Speaking up for aphasia awareness
The ability to communicate with others through language is so fundamental to most of us that we don’t even think about life without it. But for a person with aphasia, the ability to speak and understand others is impaired. Communication becomes difficult and every word can be a struggle.
In my years as a speech-language pathologist, I have worked with scores of people affected by either their own aphasia or that of a loved one. According to the National Institute of Neurological Disorders and Stroke, aphasia affects at least one million people in the United States alone. During National Aphasia Awareness Month this June, I want to share a little bit about this communication disorder and how to most effectively cope if you are a family member or friend of someone fighting to recover.

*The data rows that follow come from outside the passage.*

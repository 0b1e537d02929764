//! Depth snapshot source
//!
//! The synchronizer requests snapshots through this seam, so tests can
//! script them and the exchange REST details stay at the boundary.

use crate::binance::DepthSnapshot;
use crate::error::FeedError;
use async_trait::async_trait;
use common::BookSnapshot;
use tracing::debug;

/// On-demand depth snapshot provider
#[async_trait]
pub trait SnapshotSource: Send + Sync + 'static {
    /// Fetch a fresh full-depth snapshot
    async fn fetch(&self) -> Result<BookSnapshot, FeedError>;
}

/// REST-backed snapshot source (`GET /api/v3/depth`)
pub struct RestSnapshots {
    client: reqwest::Client,
    api_url: String,
    symbol: String,
    depth_limit: u32,
}

impl RestSnapshots {
    /// Snapshot source for one symbol against the given REST endpoint
    pub fn new(api_url: impl Into<String>, symbol: &str, depth_limit: u32) -> Self {
        Self {
            client: reqwest::Client::new(),
            api_url: api_url.into(),
            symbol: symbol.to_uppercase(),
            depth_limit,
        }
    }
}

#[async_trait]
impl SnapshotSource for RestSnapshots {
    async fn fetch(&self) -> Result<BookSnapshot, FeedError> {
        let url = format!("{}/api/v3/depth", self.api_url);
        debug!(%url, symbol = %self.symbol, "fetching depth snapshot");
        let response = self
            .client
            .get(&url)
            .query(&[
                ("symbol", self.symbol.clone()),
                ("limit", self.depth_limit.to_string()),
            ])
            .send()
            .await
            .map_err(|e| FeedError::Snapshot(e.to_string()))?;

        if !response.status().is_success() {
            return Err(FeedError::Snapshot(format!(
                "unexpected status {}",
                response.status()
            )));
        }

        let snapshot: DepthSnapshot = response
            .json()
            .await
            .map_err(|e| FeedError::Snapshot(e.to_string()))?;
        snapshot.normalize()
    }
}
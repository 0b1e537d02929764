//! Market-making service
//!
//! Wires the full pipeline: WebSocket transport -> synchronizer ->
//! book views -> volatility estimator -> quoting engine, with a
//! logging subscriber on the event bus. Runs until Ctrl-C or a fatal
//! feed error, then drains in order: quoting stops, resting quotes are
//! cancelled, the feed is closed.

use anyhow::Result;
use clap::Parser;
use common::{EventBus, Qty, Symbol};
use feeds::{FeedConfig, FeedTransport, RestSnapshots, Synchronizer};
use maker::{
    run_estimator, ExecutionClient, FixedSize, MakerConfig, QuoteConfig, QuotingEngine,
    SimExecutionClient, VolatilityConfig, VolatilityEstimator,
};
use std::sync::Arc;
use std::time::Duration;
use tokio::sync::{broadcast, mpsc, watch};
use tracing::{error, info, warn};

#[derive(Parser, Debug)]
#[command(name = "maker-service", about = "Order-book-driven market-making service")]
struct Cli {
    /// Trading symbol
    #[arg(long, default_value = "BTCUSDT")]
    symbol: String,

    /// WebSocket endpoint for the depth stream
    #[arg(long, default_value = "wss://stream.binance.com:9443")]
    ws_url: String,

    /// REST endpoint for depth snapshots
    #[arg(long, default_value = "https://api.binance.com")]
    api_url: String,

    /// Price levels requested per snapshot
    #[arg(long, default_value_t = 1000)]
    snapshot_depth: u32,

    /// Base spread as a fraction of mid
    #[arg(long, default_value_t = 0.002)]
    base_spread: f64,

    /// Lower clamp on the spread fraction
    #[arg(long, default_value_t = 0.001)]
    min_spread: f64,

    /// Upper clamp on the spread fraction
    #[arg(long, default_value_t = 0.01)]
    max_spread: f64,

    /// Quote size in base units, both sides
    #[arg(long, default_value_t = 0.001)]
    quote_size: f64,

    /// Quoting timer period in milliseconds
    #[arg(long, default_value_t = 500)]
    quote_period_ms: u64,

    /// Volatility window in seconds
    #[arg(long, default_value_t = 60)]
    vol_window_secs: u64,
}

impl Cli {
    fn into_config(self) -> MakerConfig {
        let defaults = MakerConfig::default();
        MakerConfig {
            symbol: self.symbol,
            ws_url: self.ws_url,
            api_url: self.api_url,
            snapshot_depth: self.snapshot_depth,
            volatility: VolatilityConfig {
                window: Duration::from_secs(self.vol_window_secs),
                ..defaults.volatility
            },
            quoting: QuoteConfig {
                base_spread: self.base_spread,
                min_spread: self.min_spread,
                max_spread: self.max_spread,
                tick_period: Duration::from_millis(self.quote_period_ms),
                ..defaults.quoting
            },
            ..defaults
        }
    }
}

#[tokio::main]
async fn main() -> Result<()> {
    tracing_subscriber::fmt()
        .with_env_filter(
            tracing_subscriber::EnvFilter::try_from_default_env()
                .unwrap_or_else(|_| "info".into()),
        )
        .init();

    let cli = Cli::parse();
    let quote_size = Qty::new(cli.quote_size);
    let config = cli.into_config();
    info!(symbol = %config.symbol, "starting maker service");

    let events = EventBus::default();
    let mut event_rx = events.subscribe();
    tokio::spawn(async move {
        loop {
            match event_rx.recv().await {
                Ok(event) => info!(?event, "maker event"),
                Err(broadcast::error::RecvError::Lagged(n)) => {
                    warn!(skipped = n, "event logger lagging");
                }
                Err(broadcast::error::RecvError::Closed) => break,
            }
        }
    });

    let symbol = Symbol::new(1);
    let snapshots = Arc::new(RestSnapshots::new(
        config.api_url.clone(),
        &config.symbol,
        config.snapshot_depth,
    ));
    let (synchronizer, views, synced) =
        Synchronizer::new(symbol, snapshots, config.sync.clone(), events.clone());
    let transport = FeedTransport::new(
        FeedConfig::depth_stream(config.ws_url.clone(), &config.symbol),
        events.clone(),
        synced,
    );

    let (feed_tx, feed_rx) = mpsc::channel(1024);
    let mut transport_task = tokio::spawn(transport.run(feed_tx));
    let mut sync_task = tokio::spawn(synchronizer.run(feed_rx));

    let (vol_tx, vol_rx) = watch::channel(None);
    let estimator = VolatilityEstimator::new(config.volatility.clone());
    let vol_task = tokio::spawn(run_estimator(estimator, views.clone(), vol_tx));

    let execution: Arc<dyn ExecutionClient> = Arc::new(SimExecutionClient::new());
    let engine = QuotingEngine::new(
        config.quoting.clone(),
        execution,
        Box::new(FixedSize(quote_size)),
        events.clone(),
    );
    let (quote_stop_tx, quote_stop_rx) = watch::channel(false);
    let quote_task = tokio::spawn(engine.run(views, vol_rx, quote_stop_rx));

    // Run until an operator stop or a fatal feed error
    let fatal: Option<anyhow::Error> = tokio::select! {
        _ = tokio::signal::ctrl_c() => {
            info!("shutdown requested");
            None
        }
        result = &mut transport_task => task_error("feed transport", result),
        result = &mut sync_task => task_error("synchronizer", result),
    };

    // Drain in order: stop quoting, cancel resting quotes, then close
    // the feed
    let _ = quote_stop_tx.send(true);
    if let Err(err) = quote_task.await {
        warn!(error = %err, "quoting engine did not stop cleanly");
    }
    transport_task.abort();
    sync_task.abort();
    vol_task.abort();

    match fatal {
        Some(err) => {
            error!(error = %err, "maker service stopping on fatal error");
            Err(err)
        }
        None => {
            info!("maker service stopped");
            Ok(())
        }
    }
}

fn task_error(
    name: &str,
    result: Result<Result<(), feeds::FeedError>, tokio::task::JoinError>,
) -> Option<anyhow::Error> {
    match result {
        Ok(Ok(())) => {
            info!(task = name, "task finished");
            None
        }
        Ok(Err(err)) => Some(anyhow::Error::new(err).context(format!("{name} failed"))),
        Err(err) => Some(anyhow::anyhow!("{name} panicked: {err}")),
    }
}
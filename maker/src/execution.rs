//! Execution adapter seam
//!
//! The quoting engine talks to venues through [`ExecutionClient`]; the
//! in-process [`SimExecutionClient`] backs tests and dry runs.

use async_trait::async_trait;
use common::{OrderId, Px, Qty, Side};
use std::collections::HashMap;
use std::sync::atomic::{AtomicU64, Ordering};
use std::sync::Mutex;
use thiserror::Error;
use tracing::debug;

/// Execution failures, split by whether a retry can help
#[derive(Error, Debug, Clone, PartialEq, Eq)]
pub enum ExecutionError {
    /// The venue refused the request; retrying the same request is
    /// pointless
    #[error("order rejected: {reason}")]
    Rejected {
        /// Venue-supplied rejection reason
        reason: String,
    },
    /// A transient fault (timeout, disconnect); the request may succeed
    /// on retry
    #[error("transient execution failure: {reason}")]
    Transient {
        /// What went wrong
        reason: String,
    },
}

/// Venue-facing order operations used by the quoting engine
#[async_trait]
pub trait ExecutionClient: Send + Sync + 'static {
    /// Place a resting limit order; returns the venue-assigned ID
    async fn place_order(&self, side: Side, px: Px, qty: Qty) -> Result<OrderId, ExecutionError>;

    /// Cancel a resting order
    async fn cancel_order(&self, id: OrderId) -> Result<(), ExecutionError>;

    /// Atomically replace a resting order's price and size
    async fn replace_order(&self, id: OrderId, px: Px, qty: Qty)
        -> Result<OrderId, ExecutionError>;
}

/// A resting order held by the simulated venue
#[derive(Debug, Clone, Copy, PartialEq, Eq)]
pub struct SimOrder {
    /// Order side
    pub side: Side,
    /// Limit price
    pub px: Px,
    /// Order size
    pub qty: Qty,
}

/// In-process execution venue
///
/// Accepts well-formed orders immediately and tracks the open set, so
/// tests can assert on exactly what is resting after a sequence of
/// quoting decisions.
#[derive(Debug, Default)]
pub struct SimExecutionClient {
    next_id: AtomicU64,
    open: Mutex<HashMap<OrderId, SimOrder>>,
}

impl SimExecutionClient {
    /// Create an empty simulated venue
    #[must_use]
    pub fn new() -> Self {
        Self::default()
    }

    /// Snapshot of the currently resting orders
    #[must_use]
    pub fn open_orders(&self) -> Vec<(OrderId, SimOrder)> {
        match self.open.lock() {
            Ok(open) => {
                let mut orders: Vec<_> = open.iter().map(|(id, o)| (*id, *o)).collect();
                orders.sort_by_key(|(id, _)| id.as_u64());
                orders
            }
            Err(_) => Vec::new(),
        }
    }
}

#[async_trait]
impl ExecutionClient for SimExecutionClient {
    async fn place_order(&self, side: Side, px: Px, qty: Qty) -> Result<OrderId, ExecutionError> {
        if !px.is_positive() {
            return Err(ExecutionError::Rejected {
                reason: format!("non-positive price {px}"),
            });
        }
        if qty.is_zero() {
            return Err(ExecutionError::Rejected {
                reason: "zero quantity".to_string(),
            });
        }
        let id = OrderId::new(self.next_id.fetch_add(1, Ordering::Relaxed) + 1);
        if let Ok(mut open) = self.open.lock() {
            open.insert(id, SimOrder { side, px, qty });
        }
        debug!(%id, %side, %px, %qty, "sim order placed");
        Ok(id)
    }

    async fn cancel_order(&self, id: OrderId) -> Result<(), ExecutionError> {
        let removed = self
            .open
            .lock()
            .ok()
            .and_then(|mut open| open.remove(&id));
        match removed {
            Some(_) => {
                debug!(%id, "sim order cancelled");
                Ok(())
            }
            None => Err(ExecutionError::Rejected {
                reason: format!("unknown order {id}"),
            }),
        }
    }

    async fn replace_order(
        &self,
        id: OrderId,
        px: Px,
        qty: Qty,
    ) -> Result<OrderId, ExecutionError> {
        let side = {
            let removed = self
                .open
                .lock()
                .ok()
                .and_then(|mut open| open.remove(&id));
            match removed {
                Some(order) => order.side,
                None => {
                    return Err(ExecutionError::Rejected {
                        reason: format!("unknown order {id}"),
                    })
                }
            }
        };
        self.place_order(side, px, qty).await
    }
}

#[cfg(test)]
mod tests {
    use super::*;

    #[tokio::test]
    async fn test_place_and_cancel() {
        let venue = SimExecutionClient::new();
        let id = venue
            .place_order(Side::Bid, Px::new(100.0), Qty::new(1.0))
            .await
            .unwrap();
        assert_eq!(venue.open_orders().len(), 1);
        venue.cancel_order(id).await.unwrap();
        assert!(venue.open_orders().is_empty());
    }

    #[tokio::test]
    async fn test_cancel_unknown_order_is_rejected() {
        let venue = SimExecutionClient::new();
        let err = venue.cancel_order(OrderId::new(99)).await.unwrap_err();
        assert!(matches!(err, ExecutionError::Rejected { .. }));
    }

    #[tokio::test]
    async fn test_degenerate_orders_are_rejected() {
        let venue = SimExecutionClient::new();
        assert!(venue
            .place_order(Side::Bid, Px::ZERO, Qty::new(1.0))
            .await
            .is_err());
        assert!(venue
            .place_order(Side::Ask, Px::new(100.0), Qty::ZERO)
            .await
            .is_err());
        assert!(venue.open_orders().is_empty());
    }

    #[tokio::test]
    async fn test_replace_keeps_side_and_swaps_terms() {
        let venue = SimExecutionClient::new();
        let id = venue
            .place_order(Side::Ask, Px::new(101.0), Qty::new(1.0))
            .await
            .unwrap();
        let new_id = venue
            .replace_order(id, Px::new(102.0), Qty::new(2.0))
            .await
            .unwrap();
        assert_ne!(id, new_id);
        let orders = venue.open_orders();
        assert_eq!(orders.len(), 1);
        assert_eq!(
            orders[0].1,
            SimOrder {
                side: Side::Ask,
                px: Px::new(102.0),
                qty: Qty::new(2.0),
            }
        );
    }
}
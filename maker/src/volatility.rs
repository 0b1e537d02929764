//! Rolling mid-price volatility
//!
//! Keeps a time-bounded window of observed mids and estimates
//! volatility as the standard deviation of their log-returns. The
//! estimate gates quoting: until the window holds enough samples the
//! estimator reports `None` and the engine skips the tick instead of
//! quoting a spread computed from noise.

use common::Ts;
use lob::BookView;
use std::collections::VecDeque;
use std::sync::Arc;
use std::time::Duration;
use tokio::sync::watch;
use tracing::{debug, info};

/// Estimator configuration
#[derive(Debug, Clone)]
pub struct VolatilityConfig {
    /// How far back observations count toward the estimate
    pub window: Duration,
    /// Minimum observations before an estimate is reported
    pub min_samples: usize,
}

impl Default for VolatilityConfig {
    fn default() -> Self {
        Self {
            window: Duration::from_secs(60),
            min_samples: 20,
        }
    }
}

/// Rolling-window volatility estimator over mid prices
#[derive(Debug)]
pub struct VolatilityEstimator {
    config: VolatilityConfig,
    /// Observations ordered by timestamp, oldest first
    samples: VecDeque<(Ts, f64)>,
}

impl VolatilityEstimator {
    /// Create an empty estimator
    #[must_use]
    pub fn new(config: VolatilityConfig) -> Self {
        Self {
            config,
            samples: VecDeque::new(),
        }
    }

    /// Record a mid-price observation and evict expired samples
    ///
    /// Non-finite and non-positive mids are rejected: a log-return over
    /// them is meaningless and one bad sample would poison the window.
    pub fn observe(&mut self, ts: Ts, mid: f64) {
        if !mid.is_finite() || mid <= 0.0 {
            debug!(mid, "rejecting degenerate mid observation");
            return;
        }
        self.samples.push_back((ts, mid));
        let horizon = self.config.window.as_nanos() as u64;
        let cutoff = ts.as_nanos().saturating_sub(horizon);
        while let Some((front_ts, _)) = self.samples.front() {
            if front_ts.as_nanos() >= cutoff {
                break;
            }
            self.samples.pop_front();
        }
    }

    /// Current estimate: stddev of log-returns over the window
    ///
    /// `None` until the window holds at least `min_samples`
    /// observations.
    #[must_use]
    pub fn current(&self) -> Option<f64> {
        if self.samples.len() < self.config.min_samples.max(2) {
            return None;
        }
        let returns: Vec<f64> = self
            .samples
            .iter()
            .zip(self.samples.iter().skip(1))
            .map(|((_, prev), (_, next))| (next / prev).ln())
            .collect();
        let n = returns.len() as f64;
        let mean = returns.iter().sum::<f64>() / n;
        let variance = returns.iter().map(|r| (r - mean).powi(2)).sum::<f64>() / n;
        Some(variance.sqrt())
    }

    /// Discard all samples
    ///
    /// Called when the book is invalidated: mids on either side of a
    /// resync are not a continuous series.
    pub fn reset(&mut self) {
        self.samples.clear();
    }

    /// Number of samples currently in the window
    #[must_use]
    pub fn len(&self) -> usize {
        self.samples.len()
    }

    /// Whether the window is empty
    #[must_use]
    pub fn is_empty(&self) -> bool {
        self.samples.is_empty()
    }
}

/// Feed book views into the estimator and publish the rolling estimate
///
/// Runs until the view channel closes. Publishes `None` whenever the
/// book is invalidated so the quoting engine stops trusting the old
/// estimate at the same moment it stops trusting the book.
pub async fn run_estimator(
    mut estimator: VolatilityEstimator,
    mut views: watch::Receiver<Option<Arc<BookView>>>,
    vol_tx: watch::Sender<Option<f64>>,
) {
    loop {
        if views.changed().await.is_err() {
            info!("volatility estimator shutting down");
            return;
        }
        let view = views.borrow_and_update().clone();
        match view {
            Some(view) => {
                if let Some(mid) = view.mid() {
                    estimator.observe(view.ts, mid);
                    let _ = vol_tx.send(estimator.current());
                }
            }
            None => {
                estimator.reset();
                let _ = vol_tx.send(None);
            }
        }
    }
}
//! Market-data feed: resilient transport and book synchronization
//!
//! - `transport`: one WebSocket session with the connection-lifecycle
//!   state machine and reconnect/backoff policy
//! - `binance`: exchange wire shapes and their normalization
//! - `snapshot`: the on-demand depth snapshot seam
//! - `sync`: reconciles snapshot + buffered updates into the book and
//!   publishes immutable views for readers

#![deny(warnings)]
#![deny(clippy::all)]
#![deny(missing_docs)]
#![forbid(unsafe_code)]

pub mod binance;
pub mod error;
pub mod snapshot;
pub mod sync;
pub mod transport;

pub use binance::{DepthSnapshot, DepthUpdate};
pub use error::FeedError;
pub use snapshot::{RestSnapshots, SnapshotSource};
pub use sync::{SyncConfig, Synchronizer};
pub use transport::{BackoffPolicy, FeedConfig, FeedEvent, FeedTransport};
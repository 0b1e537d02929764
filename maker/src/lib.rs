//! Market-making engine
//!
//! Consumes the book views published by the feed pipeline, maintains a
//! rolling volatility estimate, and keeps a bid/ask quote pair alive
//! against a pluggable execution adapter at a bounded cadence.

#![deny(warnings)]
#![deny(clippy::all)]
#![deny(missing_docs)]
#![forbid(unsafe_code)]

pub mod config;
pub mod execution;
pub mod quoting;
pub mod volatility;

pub use config::MakerConfig;
pub use execution::{ExecutionClient, ExecutionError, SimExecutionClient};
pub use quoting::{FixedSize, Quote, QuoteConfig, QuotingEngine, SizingPolicy};
pub use volatility::{run_estimator, VolatilityConfig, VolatilityEstimator};
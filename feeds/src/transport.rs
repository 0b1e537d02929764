//! Resilient WebSocket transport for the depth stream
//!
//! Owns one streaming session and the connection-lifecycle state
//! machine. Every state transition is delivered in-band on the same
//! channel as the data, so the synchronizer always learns about a lost
//! session before it sees any data from the next one.

use crate::binance::parse_depth_frame;
use crate::error::FeedError;
use common::{BookUpdate, ConnectionState, EventBus, MakerEvent};
use futures_util::{SinkExt, StreamExt};
use rand::Rng;
use std::time::Duration;
use tokio::sync::{mpsc, watch};
use tokio_tungstenite::{connect_async, tungstenite::Message};
use tracing::{debug, error, info, warn};

/// Exponential backoff with jitter for reconnect attempts
#[derive(Debug, Clone)]
pub struct BackoffPolicy {
    /// Delay before the first retry
    pub base: Duration,
    /// Ceiling on the delay
    pub max: Duration,
    /// Growth factor per consecutive failure
    pub multiplier: f64,
    /// Jitter factor (0.2 = up to ±20% of the delay)
    pub jitter: f64,
}

impl Default for BackoffPolicy {
    fn default() -> Self {
        Self {
            base: Duration::from_millis(500),
            max: Duration::from_secs(30),
            multiplier: 2.0,
            jitter: 0.2,
        }
    }
}

impl BackoffPolicy {
    /// Delay before reconnect attempt `attempt` (1-based)
    pub fn delay(&self, attempt: u32) -> Duration {
        let exp = self.multiplier.powi(attempt.saturating_sub(1).min(63) as i32);
        let raw = (self.base.as_secs_f64() * exp).min(self.max.as_secs_f64());
        let jittered = if self.jitter > 0.0 {
            let factor = 1.0 + self.jitter * rand::thread_rng().gen_range(-1.0..=1.0);
            raw * factor
        } else {
            raw
        };
        Duration::from_secs_f64(jittered.min(self.max.as_secs_f64()))
    }
}

/// Transport configuration
#[derive(Debug, Clone)]
pub struct FeedConfig {
    /// WebSocket base URL, e.g. `wss://stream.binance.com:9443`
    pub ws_url: String,
    /// Stream name, e.g. `btcusdt@depth@100ms`
    pub stream: String,
    /// A session with no frame for this long is considered dead
    pub read_timeout: Duration,
    /// Reconnect backoff policy
    pub backoff: BackoffPolicy,
    /// Consecutive session failures tolerated before giving up
    pub max_reconnects: u32,
}

impl FeedConfig {
    /// Config for one symbol's depth stream against the given endpoint
    pub fn depth_stream(ws_url: impl Into<String>, symbol: &str) -> Self {
        Self {
            ws_url: ws_url.into(),
            stream: format!("{}@depth@100ms", symbol.to_lowercase()),
            read_timeout: Duration::from_secs(30),
            backoff: BackoffPolicy::default(),
            max_reconnects: 5,
        }
    }

    fn stream_url(&self) -> String {
        format!("{}/ws/{}", self.ws_url, self.stream)
    }
}

/// Message delivered from the transport to the synchronizer
#[derive(Debug, Clone)]
pub enum FeedEvent {
    /// Connection lifecycle transition
    StateChange(ConnectionState),
    /// Normalized depth update
    Update(BookUpdate),
}

/// One resilient streaming connection to the market-data source
pub struct FeedTransport {
    config: FeedConfig,
    events: EventBus,
    state: ConnectionState,
    /// Set by the synchronizer once the book is reconciled; drives the
    /// Syncing <-> Live transitions
    synced: watch::Receiver<bool>,
}

impl FeedTransport {
    /// Create a transport in the `Disconnected` state
    pub fn new(config: FeedConfig, events: EventBus, synced: watch::Receiver<bool>) -> Self {
        Self {
            config,
            events,
            state: ConnectionState::Disconnected,
            synced,
        }
    }

    /// Run the connect/stream/reconnect loop until the downstream
    /// channel closes (shutdown) or the retry budget is exhausted
    pub async fn run(mut self, tx: mpsc::Sender<FeedEvent>) -> Result<(), FeedError> {
        let mut failures: u32 = 0;
        loop {
            match self.session(&tx, &mut failures).await {
                Ok(()) => {
                    // Downstream hung up: orderly shutdown
                    info!("feed transport shutting down");
                    let _ = self.set_state(ConnectionState::Disconnected, &tx).await;
                    return Ok(());
                }
                Err(err) => {
                    warn!(error = %err, "feed session ended");
                    if !self.set_state(ConnectionState::Degraded, &tx).await {
                        return Ok(());
                    }
                    failures += 1;
                    if failures > self.config.max_reconnects {
                        error!(attempts = failures, "reconnect budget exhausted");
                        return Err(FeedError::RetriesExhausted { attempts: failures });
                    }
                    let delay = self.config.backoff.delay(failures);
                    debug!(?delay, attempt = failures, "backing off before reconnect");
                    tokio::time::sleep(delay).await;
                }
            }
        }
    }

    /// One session: connect, attach the stream, pump frames
    ///
    /// `Ok(())` means the downstream receiver is gone (shutdown); any
    /// fault comes back as an error for the reconnect loop.
    async fn session(
        &mut self,
        tx: &mpsc::Sender<FeedEvent>,
        failures: &mut u32,
    ) -> Result<(), FeedError> {
        if !self.set_state(ConnectionState::Connecting, tx).await {
            return Ok(());
        }
        let url = self.config.stream_url();
        debug!(%url, "connecting to depth stream");
        let (ws, _) = connect_async(&url)
            .await
            .map_err(|e| FeedError::Transport(e.to_string()))?;
        let (mut write, mut read) = ws.split();

        // Stream attached; the synchronizer must now fetch a snapshot
        if !self.set_state(ConnectionState::Syncing, tx).await {
            return Ok(());
        }

        loop {
            let synced = *self.synced.borrow();
            match (self.state, synced) {
                (ConnectionState::Syncing, true) => {
                    if !self.set_state(ConnectionState::Live, tx).await {
                        return Ok(());
                    }
                }
                (ConnectionState::Live, false) => {
                    // Synchronizer invalidated the book (gap/crossed)
                    if !self.set_state(ConnectionState::Syncing, tx).await {
                        return Ok(());
                    }
                }
                _ => {}
            }

            let frame = tokio::select! {
                changed = self.synced.changed() => {
                    if changed.is_err() {
                        return Ok(());
                    }
                    continue;
                }
                frame = tokio::time::timeout(self.config.read_timeout, read.next()) => frame,
            };

            let msg = match frame {
                Err(_) => {
                    return Err(FeedError::Transport(format!(
                        "no frame within {:?}",
                        self.config.read_timeout
                    )));
                }
                Ok(None) => return Err(FeedError::Transport("stream ended".into())),
                Ok(Some(Err(e))) => return Err(FeedError::Transport(e.to_string())),
                Ok(Some(Ok(msg))) => msg,
            };

            match msg {
                Message::Text(text) => match parse_depth_frame(&text)? {
                    Some(update) => {
                        *failures = 0;
                        if tx.send(FeedEvent::Update(update)).await.is_err() {
                            return Ok(());
                        }
                    }
                    None => debug!("ignoring non-data frame"),
                },
                Message::Ping(data) => {
                    write
                        .send(Message::Pong(data))
                        .await
                        .map_err(|e| FeedError::Transport(e.to_string()))?;
                }
                Message::Close(_) => {
                    return Err(FeedError::Transport("closed by server".into()));
                }
                _ => {}
            }
        }
    }

    async fn set_state(&mut self, state: ConnectionState, tx: &mpsc::Sender<FeedEvent>) -> bool {
        if self.state == state {
            return true;
        }
        info!(from = %self.state, to = %state, "connection state transition");
        self.state = state;
        self.events.publish(MakerEvent::Connection(state));
        tx.send(FeedEvent::StateChange(state)).await.is_ok()
    }
}

#[cfg(test)]
mod tests {
    use super::*;

    #[test]
    fn test_backoff_doubles_to_cap() {
        let policy = BackoffPolicy {
            base: Duration::from_millis(500),
            max: Duration::from_secs(30),
            multiplier: 2.0,
            jitter: 0.0,
        };
        assert_eq!(policy.delay(1), Duration::from_millis(500));
        assert_eq!(policy.delay(2), Duration::from_secs(1));
        assert_eq!(policy.delay(3), Duration::from_secs(2));
        // Capped at the ceiling no matter how many failures
        assert_eq!(policy.delay(10), Duration::from_secs(30));
        assert_eq!(policy.delay(100), Duration::from_secs(30));
    }

    #[test]
    fn test_backoff_jitter_stays_bounded() {
        let policy = BackoffPolicy {
            base: Duration::from_secs(1),
            max: Duration::from_secs(30),
            multiplier: 2.0,
            jitter: 0.2,
        };
        for attempt in 1..=8 {
            let delay = policy.delay(attempt);
            let nominal = Duration::from_secs(1).as_secs_f64()
                * 2.0_f64.powi(attempt as i32 - 1);
            let nominal = nominal.min(30.0);
            assert!(delay.as_secs_f64() >= nominal * 0.8 - 1e-9);
            assert!(delay.as_secs_f64() <= 30.0 + 1e-9);
        }
    }

    #[test]
    fn test_depth_stream_config() {
        let config = FeedConfig::depth_stream("wss://stream.binance.com:9443", "BTCUSDT");
        assert_eq!(config.stream, "btcusdt@depth@100ms");
        assert_eq!(
            config.stream_url(),
            "wss://stream.binance.com:9443/ws/btcusdt@depth@100ms"
        );
    }
}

While aphasia impairs a person’s ability to process language, it does not affect intelligence. It is an acquired communication disorder most often brought on by stroke. In fact, about 25-40 percent of stroke survivors have aphasia. It can also result from head injury, brain tumor or other neurological causes. It is most common among older adults, but can occur at any age.
Sometimes aphasia is temporary, lasting only a few hours or days after a stroke, for example. But for most people, language recovery does not come as quickly or as completely as that. They usually see partial recovery within a month or so, but some aphasia remains. For these folks, speech-language therapy can help with continued improvement over the next two-year period.